Nomadland from director Chloé Zhao fits neatly with her previous work. She finds a story to tell and uses real people and their real lives to tell it. You can watch this one streaming on Hulu.
Zhao has received so much recognition for Nomadland and her other work that she’s now in charge of a Marvel blockbuster. That’s wonderful. Congratulations to her, but I hope she keeps making these small films with real people playing themselves. They are touching and lovely. They paint a portrait of America that no blockbuster will ever match.
Frances McDormand plays Fern. She’s a grieving widow in a dying town. She decides to move her home into her van and join the multitudes of Americans who live like nomads in their vans, campers, and trailers.
On the road, in campgrounds, at giant meetups, Fern begins to meet others like herself. These are real nomads, not actors. People tell their own stories, explain their own lives. Mostly Fern listens, sympathizes, helps out when she can. She works when she can find a few months or weeks of employment.
The only other name actor is David Strathairn as Dave. Dave and Fern become friends, see each other again and again on the road. He goes to visit his son for the birth of a grandchild. Fern joins them at Thanksgiving. They have the big meal, the companionship of family. Dave asks Fern to stay, tells her he likes her and likes being around her.
Later Fern creeps down the stairs to watch Dave and his son play the piano together. Such a small, sweet moment. It undoes Fern. Perhaps it’s grief. She can’t breath. She runs from the house and sleeps in her van. In the morning she leaves before anyone is up.
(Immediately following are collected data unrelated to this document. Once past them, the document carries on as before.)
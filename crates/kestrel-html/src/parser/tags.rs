//! Tag tables consulted by the tree builder.

/// [§ 13.1.2 Elements](https://html.spec.whatwg.org/multipage/syntax.html#void-elements)
///
/// "Void elements: area, base, br, col, embed, hr, img, input, link, meta,
/// source, track, wbr"
///
/// `param` is kept for older documents.
pub const VOID_ELEMENTS: &[&str] = &[
    "area", "base", "br", "col", "embed", "hr", "img", "input", "link", "meta", "param", "source",
    "track", "wbr",
];

/// Elements whose contents are consumed as raw text rather than tokenized.
pub const RAW_TEXT_ELEMENTS: &[&str] = &["script", "style", "title"];

/// Whether `tag` never has children.
#[must_use]
pub fn is_void(tag: &str) -> bool {
    VOID_ELEMENTS.contains(&tag)
}

/// Whether `tag` is a raw text element.
#[must_use]
pub fn is_raw_text(tag: &str) -> bool {
    RAW_TEXT_ELEMENTS.contains(&tag)
}
//! Character reference decoding for text and attribute values.
//!
//! [§ 13.5 Named character references](https://html.spec.whatwg.org/multipage/named-characters.html)
//!
//! The full table has 2,231 entries; this covers the ones that show up in
//! ordinary prose. Unknown references are left exactly as written.

use std::borrow::Cow;
use std::collections::HashMap;
use std::sync::LazyLock;

/// Entity name (without `&` and `;`) to replacement text.
static NAMED_ENTITIES: LazyLock<HashMap<&'static str, &'static str>> = LazyLock::new(|| {
    HashMap::from([
        ("amp", "&"),
        ("lt", "<"),
        ("gt", ">"),
        ("quot", "\""),
        ("apos", "'"),
        ("nbsp", "\u{00A0}"),
        ("copy", "\u{00A9}"),
        ("reg", "\u{00AE}"),
        ("trade", "\u{2122}"),
        ("hellip", "\u{2026}"),
        ("mdash", "\u{2014}"),
        ("ndash", "\u{2013}"),
        ("laquo", "\u{00AB}"),
        ("raquo", "\u{00BB}"),
        ("ldquo", "\u{201C}"),
        ("rdquo", "\u{201D}"),
        ("lsquo", "\u{2018}"),
        ("rsquo", "\u{2019}"),
        ("bull", "\u{2022}"),
        ("middot", "\u{00B7}"),
        ("times", "\u{00D7}"),
        ("divide", "\u{00F7}"),
        ("deg", "\u{00B0}"),
        ("euro", "\u{20AC}"),
        ("pound", "\u{00A3}"),
        ("yen", "\u{00A5}"),
        ("cent", "\u{00A2}"),
        ("sect", "\u{00A7}"),
        ("para", "\u{00B6}"),
        ("larr", "\u{2190}"),
        ("rarr", "\u{2192}"),
        ("eacute", "\u{00E9}"),
        ("egrave", "\u{00E8}"),
        ("aacute", "\u{00E1}"),
        ("auml", "\u{00E4}"),
        ("ouml", "\u{00F6}"),
        ("uuml", "\u{00FC}"),
        ("ccedil", "\u{00E7}"),
        ("ntilde", "\u{00F1}"),
    ])
});

/// Legacy names that are recognised even without the trailing `;`.
const LEGACY_NO_SEMICOLON: &[&str] = &["amp", "lt", "gt", "quot"];

/// Longest entity name worth scanning for before giving up.
const MAX_NAME_LEN: usize = 8;

/// Look up a named reference by name, without `&` or `;`.
#[must_use]
pub fn lookup_entity(name: &str) -> Option<&'static str> {
    NAMED_ENTITIES.get(name).copied()
}

/// Decode `&name;`, `&#NN;` and `&#xHH;` references in `text`.
///
/// Borrows when there is nothing to decode.
#[must_use]
pub fn decode_entities(text: &str) -> Cow<'_, str> {
    if !text.contains('&') {
        return Cow::Borrowed(text);
    }

    let mut out = String::with_capacity(text.len());
    let mut rest = text;

    while let Some(amp) = rest.find('&') {
        out.push_str(&rest[..amp]);
        let after = &rest[amp + 1..];
        match decode_one(after) {
            Some((replacement, consumed)) => {
                out.push_str(&replacement);
                rest = &after[consumed..];
            }
            None => {
                out.push('&');
                rest = after;
            }
        }
    }
    out.push_str(rest);
    Cow::Owned(out)
}

/// Decode the reference at the start of `s` (just past the `&`). Returns the
/// replacement and the number of bytes consumed.
fn decode_one(s: &str) -> Option<(String, usize)> {
    if let Some(numeric) = s.strip_prefix('#') {
        let (digits, radix, prefix_len) = match numeric.strip_prefix(['x', 'X']) {
            Some(hex) => (hex, 16, 2),
            None => (numeric, 10, 1),
        };
        let len = digits
            .find(|c: char| !c.is_digit(radix))
            .unwrap_or(digits.len());
        if len == 0 {
            return None;
        }
        let value = u32::from_str_radix(&digits[..len], radix).ok()?;
        let ch = char::from_u32(value)
            .filter(|&c| c != '\0')
            .unwrap_or('\u{FFFD}');
        let semicolon = usize::from(digits[len..].starts_with(';'));
        return Some((ch.to_string(), prefix_len + len + semicolon));
    }

    let len = s
        .find(|c: char| !c.is_ascii_alphanumeric())
        .unwrap_or(s.len());
    if len == 0 || len > MAX_NAME_LEN {
        return None;
    }
    let name = &s[..len];
    let replacement = lookup_entity(name)?;

    if s[len..].starts_with(';') {
        Some((replacement.to_string(), len + 1))
    } else if LEGACY_NO_SEMICOLON.contains(&name) {
        Some((replacement.to_string(), len))
    } else {
        None
    }
}

#[cfg(test)]
mod tests {
    use super::*;

    #[test]
    fn test_named_references() {
        assert_eq!(decode_entities("a &amp; b &lt;c&gt;"), "a & b <c>");
        assert_eq!(decode_entities("&copy; 2024"), "\u{00A9} 2024");
    }

    #[test]
    fn test_numeric_references() {
        assert_eq!(decode_entities("&#65;&#x42;&#X43;"), "ABC");
        assert_eq!(decode_entities("&#0;"), "\u{FFFD}");
    }

    #[test]
    fn test_unknown_and_bare_ampersands_are_kept() {
        assert_eq!(decode_entities("fish & chips"), "fish & chips");
        assert_eq!(decode_entities("&bogus;"), "&bogus;");
        assert_eq!(decode_entities("&copy"), "&copy");
        assert_eq!(decode_entities("&#;"), "&#;");
    }

    #[test]
    fn test_legacy_without_semicolon() {
        assert_eq!(decode_entities("a&ampb"), "a&ampb");
        assert_eq!(decode_entities("x &amp y"), "x & y");
    }

    #[test]
    fn test_no_allocation_without_ampersand() {
        assert!(matches!(decode_entities("plain"), Cow::Borrowed("plain")));
    }
}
Obviously, Zhao had a plan in mind for the film. She knew when to be in each place to find nomads congregating there. They drove over 7000 miles getting the story filmed. She had to get permission to film while people talked, sang, sat around a campfire, and shared tips for life on the road. But I don’t think she tried to tell anyone (except the professional actors) what to say and do. She simply prepared and focused intimately on real faces as stories came out.
The result is a warm and open-hearted look at people who live with very little and are happy doing it. It’s a life and a world that most people don’t know much about. It’s like seeing America the Beautiful unfold before you.
Here’s a peek at what you’ll see.
Nomadland is playing in theaters right now, in addition to being on Hulu. It would be especially beautiful to see on a big screen. In either case, I urge you to watch it. A visit to the @Nomadland Twitter account is fun, too.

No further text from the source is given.